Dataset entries
──────

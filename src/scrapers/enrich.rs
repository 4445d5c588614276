//! Derived-field rules shared by both extraction strategies.
//!
//! Whatever a strategy pulls out of the page, these rules fill in the
//! marketing-facing fields: feature tags keyed off location tokens and
//! size/price thresholds, a synthesized title, a one-sentence description,
//! and a category placeholder image when no real photo was found.

const DEFAULT_TAGS: [&str; 2] = ["mountain-location", "natural-setting"];

const LAKE_IMAGE: &str = "https://images.unsplash.com/photo-1506744038136-46273834b3fb?w=800";
const SKI_IMAGE: &str = "https://images.unsplash.com/photo-1551524164-687a55dd1126?w=800";
const ESTATE_IMAGE: &str = "https://images.unsplash.com/photo-1600596542815-ffad4c1539a9?w=800";
const DEFAULT_IMAGE: &str = "https://images.unsplash.com/photo-1449844908441-8829872d2607?w=800";

fn push_unique(tags: &mut Vec<String>, tag: &str) {
    if !tags.iter().any(|existing| existing == tag) {
        tags.push(tag.to_string());
    }
}

/// Extend `features` with tags derived from the address, square footage
/// and price. Falls back to a fixed default set when nothing matched and
/// the strategy supplied no tags of its own.
pub fn apply_feature_tags(features: &mut Vec<String>, address: &str, sqft: Option<i64>, price: i64) {
    let addr = address.to_lowercase();

    if addr.contains("lake") || addr.contains("deep creek") {
        push_unique(features, "lake-access");
        push_unique(features, "mountain-views");
    }
    if addr.contains("wisp") || addr.contains("ski") {
        push_unique(features, "ski-access");
        push_unique(features, "resort-area");
    }
    if addr.contains("garrett") {
        push_unique(features, "garrett-county");
        push_unique(features, "mountain-location");
    }

    if let Some(sqft) = sqft {
        if sqft > 2500 {
            push_unique(features, "spacious");
            push_unique(features, "large-home");
        }
        if sqft > 3500 {
            push_unique(features, "luxury");
        }
    }

    if price > 500_000 {
        push_unique(features, "premium");
        push_unique(features, "high-end");
    }
    if price > 750_000 {
        push_unique(features, "luxury-estate");
    }

    if features.is_empty() {
        for tag in DEFAULT_TAGS {
            features.push(tag.to_string());
        }
    }
}

fn has_tag(features: &[String], tag: &str) -> bool {
    features.iter().any(|feature| feature == tag)
}

/// Display title for a listing. The street portion is the address text
/// before the first comma.
pub fn synthesize_title(address: &str, features: &[String]) -> String {
    let street = address.split(',').next().unwrap_or(address).trim();

    if has_tag(features, "lake-access") {
        format!("Lake Access Home – {street}")
    } else if has_tag(features, "ski-access") {
        format!("Ski Resort Property – {street}")
    } else if has_tag(features, "luxury-estate") {
        format!("Luxury Mountain Estate – {street}")
    } else {
        format!("Mountain Home – {street}")
    }
}

/// Templated one-liner built from a price-tier adjective and up to the
/// first three feature tags.
pub fn synthesize_description(price: i64, features: &[String]) -> String {
    let adjective = if price > 500_000 {
        "luxury"
    } else if price > 300_000 {
        "premium"
    } else {
        "comfortable"
    };

    let highlights = features
        .iter()
        .take(3)
        .map(|tag| tag.to_lowercase())
        .collect::<Vec<_>>()
        .join(", ");

    format!("A {adjective} mountain property featuring {highlights}.")
}

/// Category placeholder used when no listing photo could be associated.
pub fn placeholder_image(features: &[String]) -> &'static str {
    if has_tag(features, "lake-access") {
        LAKE_IMAGE
    } else if has_tag(features, "ski-access") {
        SKI_IMAGE
    } else if has_tag(features, "luxury-estate") {
        ESTATE_IMAGE
    } else {
        DEFAULT_IMAGE
    }
}

#[cfg(test)]
mod tests {
    use super::*;

    #[test]
    fn lake_tokens_tag_lake_access() {
        let mut tags = Vec::new();
        apply_feature_tags(&mut tags, "100 Deep Creek Dr, McHenry, MD", None, 250_000);
        assert!(tags.contains(&"lake-access".to_string()));
        assert!(tags.contains(&"mountain-views".to_string()));
    }

    #[test]
    fn ski_and_county_tokens_tag_accordingly() {
        let mut tags = Vec::new();
        apply_feature_tags(&mut tags, "12 Wisp Resort Rd, Garrett County, MD", None, 250_000);
        assert!(tags.contains(&"ski-access".to_string()));
        assert!(tags.contains(&"resort-area".to_string()));
        assert!(tags.contains(&"garrett-county".to_string()));
        assert!(tags.contains(&"mountain-location".to_string()));
    }

    #[test]
    fn size_and_price_thresholds_add_tiers() {
        let mut tags = Vec::new();
        apply_feature_tags(&mut tags, "1 Main St, Oakland, MD", Some(3600), 800_000);
        for tag in ["spacious", "large-home", "luxury", "premium", "high-end", "luxury-estate"] {
            assert!(tags.contains(&tag.to_string()), "missing {tag}");
        }
    }

    #[test]
    fn thresholds_are_exclusive_bounds() {
        let mut tags = Vec::new();
        apply_feature_tags(&mut tags, "1 Main St, Oakland, MD", Some(2500), 500_000);
        assert_eq!(tags, vec!["mountain-location", "natural-setting"]);
    }

    #[test]
    fn unmatched_address_gets_default_tags() {
        let mut tags = Vec::new();
        apply_feature_tags(&mut tags, "42 Elm St, Grantsville, MD", None, 0);
        assert_eq!(tags, vec!["mountain-location", "natural-setting"]);
    }

    #[test]
    fn existing_tags_are_kept_and_not_duplicated() {
        let mut tags = vec!["hot-tub".to_string(), "lake-access".to_string()];
        apply_feature_tags(&mut tags, "100 Lake Shore Dr, McHenry, MD", None, 0);
        assert_eq!(
            tags.iter().filter(|tag| *tag == "lake-access").count(),
            1
        );
        assert!(tags.contains(&"hot-tub".to_string()));
    }

    #[test]
    fn title_priority_lake_over_ski() {
        let features = vec!["ski-access".to_string(), "lake-access".to_string()];
        let title = synthesize_title("100 Deep Creek Dr, McHenry, MD", &features);
        assert_eq!(title, "Lake Access Home – 100 Deep Creek Dr");
    }

    #[test]
    fn title_falls_back_to_generic() {
        let title = synthesize_title("42 Elm St, Grantsville, MD", &[]);
        assert_eq!(title, "Mountain Home – 42 Elm St");
    }

    #[test]
    fn title_without_comma_uses_whole_address() {
        let title = synthesize_title("42 Elm St", &[]);
        assert_eq!(title, "Mountain Home – 42 Elm St");
    }

    #[test]
    fn description_combines_tier_and_tags() {
        let features = vec![
            "lake-access".to_string(),
            "mountain-views".to_string(),
            "premium".to_string(),
            "extra".to_string(),
        ];
        let description = synthesize_description(650_000, &features);
        assert_eq!(
            description,
            "A luxury mountain property featuring lake-access, mountain-views, premium."
        );
    }

    #[test]
    fn description_tiers() {
        assert!(synthesize_description(250_000, &[]).starts_with("A comfortable"));
        assert!(synthesize_description(350_000, &[]).starts_with("A premium"));
        assert!(synthesize_description(550_000, &[]).starts_with("A luxury"));
    }

    #[test]
    fn placeholder_image_follows_tag_category() {
        assert_eq!(placeholder_image(&["lake-access".to_string()]), LAKE_IMAGE);
        assert_eq!(placeholder_image(&["ski-access".to_string()]), SKI_IMAGE);
        assert_eq!(
            placeholder_image(&["luxury-estate".to_string()]),
            ESTATE_IMAGE
        );
        assert_eq!(placeholder_image(&[]), DEFAULT_IMAGE);
    }
}
//! Read-through freshness cache over the extraction pipeline.

use std::sync::{Arc, Mutex};

use chrono::{DateTime, Duration, Utc};
use tracing::{info, warn};

use crate::error::ScrapeError;
use crate::fallback::fallback_listings;
use crate::models::RawListing;
use crate::scrapers::traits::{ContentSource, ListingExtractor};

/// How long a successful extraction stays authoritative.
const FRESHNESS_MINUTES: i64 = 30;

struct CacheEntry {
    fetched_at: DateTime<Utc>,
    listings: Vec<RawListing>,
}

/// Snapshot of cache state for the status endpoint.
#[derive(Debug, Clone)]
pub struct CacheStatus {
    pub last_fetched: Option<DateTime<Utc>>,
    pub cached_count: usize,
    pub is_recent: bool,
}

/// Caches the most recent successful extraction for a fixed window.
///
/// Failures never propagate to the listing path: a stale entry is served
/// if one exists, otherwise the static fallback set. Concurrent refreshes
/// are not de-duplicated; the cache write is last-writer-wins.
pub struct ListingCache {
    source: Arc<dyn ContentSource>,
    extractor: Arc<dyn ListingExtractor>,
    window: Duration,
    entry: Mutex<Option<CacheEntry>>,
}

impl ListingCache {
    pub fn new(source: Arc<dyn ContentSource>, extractor: Arc<dyn ListingExtractor>) -> Self {
        Self::with_window(source, extractor, Duration::minutes(FRESHNESS_MINUTES))
    }

    pub fn with_window(
        source: Arc<dyn ContentSource>,
        extractor: Arc<dyn ListingExtractor>,
        window: Duration,
    ) -> Self {
        Self {
            source,
            extractor,
            window,
            entry: Mutex::new(None),
        }
    }

    /// Current listings: cached when fresh, freshly extracted when stale,
    /// degrading to stale-then-fallback data on any failure.
    pub async fn get_listings(&self) -> Vec<RawListing> {
        if let Some(listings) = self.fresh_listings() {
            return listings;
        }

        match self.refresh().await {
            Ok(listings) => listings,
            Err(err) => {
                warn!(error = %err, "listing refresh failed, serving degraded data");
                self.stale_or_fallback()
            }
        }
    }

    /// Refresh regardless of freshness. Errors propagate to the caller;
    /// used by the manual re-scrape endpoint.
    pub async fn force_refresh(&self) -> Result<Vec<RawListing>, ScrapeError> {
        self.refresh().await
    }

    pub fn status(&self) -> CacheStatus {
        let guard = self.entry.lock().unwrap();
        match guard.as_ref() {
            Some(entry) => CacheStatus {
                last_fetched: Some(entry.fetched_at),
                cached_count: entry.listings.len(),
                is_recent: Utc::now() - entry.fetched_at < self.window,
            },
            None => CacheStatus {
                last_fetched: None,
                cached_count: 0,
                is_recent: false,
            },
        }
    }

    fn fresh_listings(&self) -> Option<Vec<RawListing>> {
        let guard = self.entry.lock().unwrap();
        guard
            .as_ref()
            .filter(|entry| Utc::now() - entry.fetched_at < self.window)
            .map(|entry| entry.listings.clone())
    }

    async fn refresh(&self) -> Result<Vec<RawListing>, ScrapeError> {
        let content = self.source.fetch_content().await?;
        let listings = self.extractor.extract(&content).await?;

        if listings.is_empty() {
            return Err(ScrapeError::Empty);
        }

        info!(
            count = listings.len(),
            strategy = self.extractor.source_name(),
            "listing extraction succeeded"
        );

        let mut guard = self.entry.lock().unwrap();
        *guard = Some(CacheEntry {
            fetched_at: Utc::now(),
            listings: listings.clone(),
        });

        Ok(listings)
    }

    fn stale_or_fallback(&self) -> Vec<RawListing> {
        let guard = self.entry.lock().unwrap();
        match guard.as_ref() {
            Some(entry) => entry.listings.clone(),
            None => fallback_listings(),
        }
    }
}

──────

Goal of the exercise — Only certain lines are wanted. Please return exactly those from the top of the data through the line with "let addr = address.to_lowercase();".

Output of the task —
filename src/scrapers/enrich.rs
repository 4445d5c588614276
//! Derived-field rules shared by both extraction strategies.
//!
//! Whatever a strategy pulls out of the page, these rules fill in the
//! marketing-facing fields: feature tags keyed off location tokens and
//! size/price thresholds, a synthesized title, a one-sentence description,
//! and a category placeholder image when no real photo was found.

const DEFAULT_TAGS: [&str; 2] = ["mountain-location", "natural-setting"];

const LAKE_IMAGE: &str = "https://images.unsplash.com/photo-1506744038136-46273834b3fb?w=800";
const SKI_IMAGE: &str = "https://images.unsplash.com/photo-1551524164-687a55dd1126?w=800";
const ESTATE_IMAGE: &str = "https://images.unsplash.com/photo-1600596542815-ffad4c1539a9?w=800";
const DEFAULT_IMAGE: &str = "https://images.unsplash.com/photo-1449844908441-8829872d2607?w=800";

fn push_unique(tags: &mut Vec<String>, tag: &str) {
    if !tags.iter().any(|existing| existing == tag) {
        tags.push(tag.to_string());
    }
}

/// Extend `features` with tags derived from the address, square footage
/// and price. Falls back to a fixed default set when nothing matched and
/// the strategy supplied no tags of its own.
pub fn apply_feature_tags(features: &mut Vec<String>, address: &str, sqft: Option<i64>, price: i64) {
    let addr = address.to_lowercase();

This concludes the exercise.